Social care is a safety net for us all. It contributes to our economy by generating employment and supporting individuals whose families require care. And yet it has been eroded continually by the government. Spending less on social care when the need is growing shows a lack of regard for those whose families need care, and for those who work within the care sector.

Cutting social care is also bad for the health service. Delayed discharges put pressure on hospitals that are already short of beds, and a lack of community care leads to unnecessary admissions.

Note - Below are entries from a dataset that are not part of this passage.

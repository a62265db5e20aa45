//! Continuous Noise Scheduler
//!
//! Drives one select + generate + send cycle per timer tick at the configured
//! events-per-second rate.
//!
//! ## Run lifecycle
//!
//! ```text
//!   Stopped ──start()──▶ Running ──stop()──▶ Stopped
//!                          │  ▲
//!                          └──┘ update_config()
//! ```
//!
//! All run state lives behind one `RwLock` that is never held across an
//! `.await`. The tick loop only reads it to take `Arc` snapshots of the pool
//! and sender map, so status reads and config swaps never wait on a send.

use crate::error::NoiseError;
use crate::generator::GeneratorRegistry;
use crate::metrics::{self, ErrorKind};
use crate::model::{Destination, NoiseConfig, NoiseUpdateRequest, validate_rate};
use crate::pool::WeightedPool;
use crate::sender::{SenderFactory, SenderMap, close_all};
use crate::stats::{NoiseStats, NoiseStatsSnapshot};
use chrono::{DateTime, Utc};
use serde::Serialize;
use std::collections::HashMap;
use std::sync::{Arc, PoisonError, RwLock, RwLockReadGuard, RwLockWriteGuard};
use std::time::Duration;
use tokio::time::{Instant, Interval, MissedTickBehavior, interval_at};
use tokio_util::sync::CancellationToken;
use tracing::{debug, info, warn};

/// Point-in-time view of the scheduler
#[derive(Serialize, Debug, Clone)]
#[serde(rename_all = "camelCase")]
pub struct NoiseStatus {
    pub running: bool,
    #[serde(skip_serializing_if = "Option::is_none")]
    pub started_at: Option<DateTime<Utc>>,
    #[serde(skip_serializing_if = "Option::is_none")]
    pub config: Option<NoiseConfig>,
    pub stats: NoiseStatsSnapshot,
}

#[derive(Default)]
struct RunState {
    running: bool,
    /// Bumped on every start so a loop from an earlier run cannot act on a newer one
    generation: u64,
    started_at: Option<DateTime<Utc>>,
    stopped_at: Option<DateTime<Utc>>,
    config: Option<NoiseConfig>,
    pool: Arc<WeightedPool>,
    senders: Arc<SenderMap>,
    cancel: Option<CancellationToken>,
    stats: Arc<NoiseStats>,
}

struct Inner {
    registry: Arc<GeneratorRegistry>,
    factory: Arc<dyn SenderFactory>,
    state: RwLock<RunState>,
}

/// Rate-controlled noise scheduler.
///
/// Cheap to clone; clones share the same run.
#[derive(Clone)]
pub struct NoiseGenerator {
    inner: Arc<Inner>,
}

impl NoiseGenerator {
    pub fn new(registry: Arc<GeneratorRegistry>, factory: Arc<dyn SenderFactory>) -> Self {
        Self {
            inner: Arc::new(Inner {
                registry,
                factory,
                state: RwLock::new(RunState::default()),
            }),
        }
    }

    pub fn registry(&self) -> &Arc<GeneratorRegistry> {
        &self.inner.registry
    }

    pub fn is_running(&self) -> bool {
        self.inner.read_state().running
    }

    /// Open senders, build the pool and spawn the tick loop.
    ///
    /// `destinations` resolves the ids referenced by the config; ids it does
    /// not contain are skipped, as are their sources. Returns as soon as the
    /// loop is spawned.
    pub async fn start(
        &self,
        config: NoiseConfig,
        destinations: &HashMap<String, Destination>,
    ) -> Result<(), NoiseError> {
        if self.is_running() {
            return Err(NoiseError::AlreadyRunning);
        }
        config.validate()?;

        let mut senders = SenderMap::new();
        for destination_id in config.referenced_destinations() {
            let Some(destination) = destinations.get(destination_id) else {
                debug!(destination = %destination_id, "Skipping unknown destination");
                continue;
            };
            match self.inner.factory.connect(destination).await {
                Ok(sender) => {
                    senders.insert(destination_id.to_string(), sender);
                }
                Err(source) => {
                    close_all(&senders).await;
                    return Err(NoiseError::Sender {
                        destination_id: destination_id.to_string(),
                        source,
                    });
                }
            }
        }

        let pool = WeightedPool::build(&config, &senders, &self.inner.registry);
        if pool.is_empty() {
            close_all(&senders).await;
            return Err(NoiseError::NoValidSources);
        }

        let rate = config.rate_per_second;
        let source_count = config.enabled_sources.len();
        let entry_count = pool.len();
        let senders = Arc::new(senders);

        let committed = {
            let mut state = self.inner.write_state();
            if state.running {
                None
            } else {
                let cancel = CancellationToken::new();
                let stats = Arc::new(NoiseStats::new());
                state.running = true;
                state.generation += 1;
                state.started_at = Some(Utc::now());
                state.stopped_at = None;
                state.config = Some(config);
                state.pool = Arc::new(pool);
                state.senders = Arc::clone(&senders);
                state.cancel = Some(cancel.clone());
                state.stats = Arc::clone(&stats);
                metrics::RUNNING.set(1);
                Some((state.generation, cancel, stats))
            }
        };

        let Some((generation, cancel, stats)) = committed else {
            close_all(&senders).await;
            return Err(NoiseError::AlreadyRunning);
        };

        info!(
            rate = rate,
            sources = source_count,
            entries = entry_count,
            destinations = senders.len(),
            "Noise generator started"
        );

        tokio::spawn(run_loop(
            Arc::clone(&self.inner),
            generation,
            cancel,
            stats,
            rate,
        ));
        Ok(())
    }

    /// Cancel the loop and close every sender of the current run.
    ///
    /// Close failures are logged, not returned.
    pub async fn stop(&self) -> Result<(), NoiseError> {
        let (senders, stats) = {
            let mut state = self.inner.write_state();
            if !state.running {
                return Err(NoiseError::NotRunning);
            }
            if let Some(cancel) = state.cancel.take() {
                cancel.cancel();
            }
            state.running = false;
            state.stopped_at = Some(Utc::now());
            state.config = None;
            state.pool = Arc::default();
            metrics::RUNNING.set(0);
            (std::mem::take(&mut state.senders), Arc::clone(&state.stats))
        };

        info!(
            generated = stats.total_generated(),
            sent = stats.total_sent(),
            errors = stats.total_errors(),
            "Noise generator stopped"
        );

        close_all(&senders).await;
        Ok(())
    }

    /// Apply a partial update to the running configuration.
    ///
    /// A new source list is resolved against the senders opened at start;
    /// sources whose destination was not open then are dropped without an
    /// error. If that leaves the pool empty the loop keeps ticking without
    /// producing events. Stats and senders are left alone.
    pub fn update_config(&self, update: NoiseUpdateRequest) -> Result<(), NoiseError> {
        let mut state = self.inner.write_state();
        let Some(current) = state.config.as_ref().filter(|_| state.running) else {
            return Err(NoiseError::NotRunning);
        };

        let mut next = current.clone();
        if let Some(rate) = update.rate_per_second {
            validate_rate(rate)?;
            next.rate_per_second = rate;
        }

        if let Some(sources) = update.enabled_sources {
            next.enabled_sources = sources;
            let pool = WeightedPool::build(&next, &state.senders, &self.inner.registry);
            if pool.is_empty() {
                warn!(
                    sources = next.enabled_sources.len(),
                    "No updated source has an open destination; generation idles"
                );
            }
            state.pool = Arc::new(pool);
        }

        info!(
            rate = next.rate_per_second,
            sources = next.enabled_sources.len(),
            entries = state.pool.len(),
            "Noise config updated"
        );
        state.config = Some(next);
        Ok(())
    }

    pub fn status(&self) -> NoiseStatus {
        let (running, started_at, config, stats, duration_seconds) = {
            let state = self.inner.read_state();
            let end = if state.running {
                Some(Utc::now())
            } else {
                state.stopped_at
            };
            let duration_seconds = match (state.started_at, end) {
                (Some(start), Some(end)) => (end - start)
                    .to_std()
                    .map(|d| d.as_secs_f64())
                    .unwrap_or(0.0),
                _ => 0.0,
            };
            (
                state.running,
                state.started_at.filter(|_| state.running),
                state.config.clone(),
                Arc::clone(&state.stats),
                duration_seconds,
            )
        };

        NoiseStatus {
            running,
            started_at,
            config,
            stats: stats.snapshot(duration_seconds),
        }
    }
}

impl Inner {
    fn read_state(&self) -> RwLockReadGuard<'_, RunState> {
        self.state.read().unwrap_or_else(PoisonError::into_inner)
    }

    fn write_state(&self) -> RwLockWriteGuard<'_, RunState> {
        self.state.write().unwrap_or_else(PoisonError::into_inner)
    }

    /// Pool and senders of the given run, or `None` once it is over
    fn snapshot(&self, generation: u64) -> Option<(Arc<WeightedPool>, Arc<SenderMap>)> {
        let state = self.read_state();
        if !state.running || state.generation != generation || state.pool.is_empty() {
            return None;
        }
        Some((Arc::clone(&state.pool), Arc::clone(&state.senders)))
    }

    fn current_rate(&self, generation: u64) -> Option<f64> {
        let state = self.read_state();
        if !state.running || state.generation != generation {
            return None;
        }
        state.config.as_ref().map(|c| c.rate_per_second)
    }

    async fn run_cycle(&self, generation: u64, stats: &NoiseStats) {
        let Some((pool, senders)) = self.snapshot(generation) else {
            return;
        };
        let selected = {
            let mut rng = rand::rng();
            pool.select(&mut rng).cloned()
        };
        let Some(entry) = selected else {
            return;
        };

        let Some(sender) = senders.get(&entry.destination_id) else {
            record_failure(
                stats,
                ErrorKind::MissingSender,
                format!("sender not found for destination: {}", entry.destination_id),
            );
            return;
        };
        let Some(generator) = self.registry.get(&entry.event_type_id) else {
            record_failure(
                stats,
                ErrorKind::MissingGenerator,
                format!("generator not found for event type: {}", entry.event_type_id),
            );
            return;
        };

        let event = match generator.generate(&entry.template_id, None) {
            Ok(event) => event,
            Err(e) => {
                record_failure(
                    stats,
                    ErrorKind::Generate,
                    format!("generate {}/{}: {}", entry.event_type_id, entry.template_id, e),
                );
                return;
            }
        };

        stats.record_generated(&entry.event_type_id, &entry.template_id, Utc::now());
        metrics::EVENTS_GENERATED
            .with_label_values(&[entry.event_type_id.as_str()])
            .inc();

        let timer = metrics::SEND_DURATION.start_timer();
        let result = sender.send(&event).await;
        timer.observe_duration();

        match result {
            Ok(()) => {
                stats.record_sent();
                metrics::EVENTS_SENT
                    .with_label_values(&[entry.destination_id.as_str()])
                    .inc();
            }
            Err(e) => record_failure(
                stats,
                ErrorKind::Send,
                format!("send to {}: {}", entry.destination_id, e),
            ),
        }
    }
}

fn record_failure(stats: &NoiseStats, kind: ErrorKind, message: String) {
    debug!(kind = kind.as_str(), error = %message, "Noise cycle failed");
    metrics::record_error(kind);
    stats.record_error(message);
}

fn tick_period(rate_per_second: f64) -> Duration {
    Duration::from_secs_f64(1.0 / rate_per_second)
}

/// First tick one period from now. Ticks missed during a slow send are
/// dropped, so a slow destination lowers the rate instead of bursting.
fn ticker(period: Duration) -> Interval {
    let mut ticker = interval_at(Instant::now() + period, period);
    ticker.set_missed_tick_behavior(MissedTickBehavior::Delay);
    ticker
}

async fn run_loop(
    inner: Arc<Inner>,
    generation: u64,
    cancel: CancellationToken,
    stats: Arc<NoiseStats>,
    mut rate: f64,
) {
    let mut period = tick_period(rate);
    let mut interval = ticker(period);

    loop {
        tokio::select! {
            _ = cancel.cancelled() => break,
            _ = interval.tick() => {}
        }

        inner.run_cycle(generation, &stats).await;

        match inner.current_rate(generation) {
            None => break,
            Some(current) if current != rate => {
                rate = current;
                period = tick_period(rate);
                interval = ticker(period);
                debug!(rate = rate, period_us = period.as_micros() as u64, "Tick interval reset");
            }
            Some(_) => {}
        }
    }

    debug!(generation = generation, "Noise loop exited");
}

And cutting social care is immoral. Forcing those with long term ill health or disability to bear the cost of care personally is a regressive step. Nobody should live in fear of losing their home to pay for care costs. Making individuals pay for certain forms of frailty or illness but not others is not only unfair, but is the direct opposite of the shared pooling of risk that is meant to be provided by a universal healthcare system. 

 

Funding for social services

  • Provide better central funding for social care. Local councils are already permitted to raise extra funds by charging care precepts on council tax, but these are insufficient to meet care costs and will worsen the postcode lottery of care.
  • Reverse the cuts to local authority budgets and increase funding for social care to a level that fully meets the needs of vulnerable, elderly and disabled people.
  • Reverse the cuts to social services budgets for children and families. 

 

Free personal social care and integration with health

  • Introduce free personal social care and increase funding to meet the needs of vulnerable elderly and disabled people
  • Implement the Dilnot Commission recommendations, even if the level of the cap needs to be reconsidered in the light of fiscal policy. The Dilnot Commission recommended that social care costs be shared by the whole community. We say that this would be fairer to all, and would not result in a new industry for lawyers and accountants in seeking to avoid the large and draconian costs that are in the Conservative manifesto.
  • Prioritise streamlined planning for housing-with-care schemes and clarify as a matter of urgency proposed changes to how supported housing is funded through the benefits system to put an end to uncertainty about the future of existing schemes and new developments.

 

Care homes

  • Support the provision of new local authority owned and managed care homes to provide high quality local care for those who need them.
  • Oppose the closure, for merely ideological reasons, of existing local authority owned and managed care homes where they are providing good standards of care.
  • Set out in regulations what any care home owing human rights to publicly funded clients must do if considering closure and the eviction of all of its residents for business failure reasons.
  • Ensure that care homes and agencies threatened with closure due to business failure can be taken over temporarily by local authorities. Regulate what care homes must provide for publicly-funded clients in the event of closure and eviction.
  • Restore full inspectorate powers with regard to councils’ discharge of Care Act commissioning duties to the CQC.

 

Care staff

  • Improve the quality and provision of care through a transformation in the pay and conditions of care and support workers
  • Prevent social care commissioners purchasing from agencies which use zero hours contracts.
  • Enforce minimum personnel levels for people with particular profiles of need. End the notion that 15-minute care slots for personal care staff, without payment for their journey time between clients is a legitimate way for the State to purchase services or to provide them.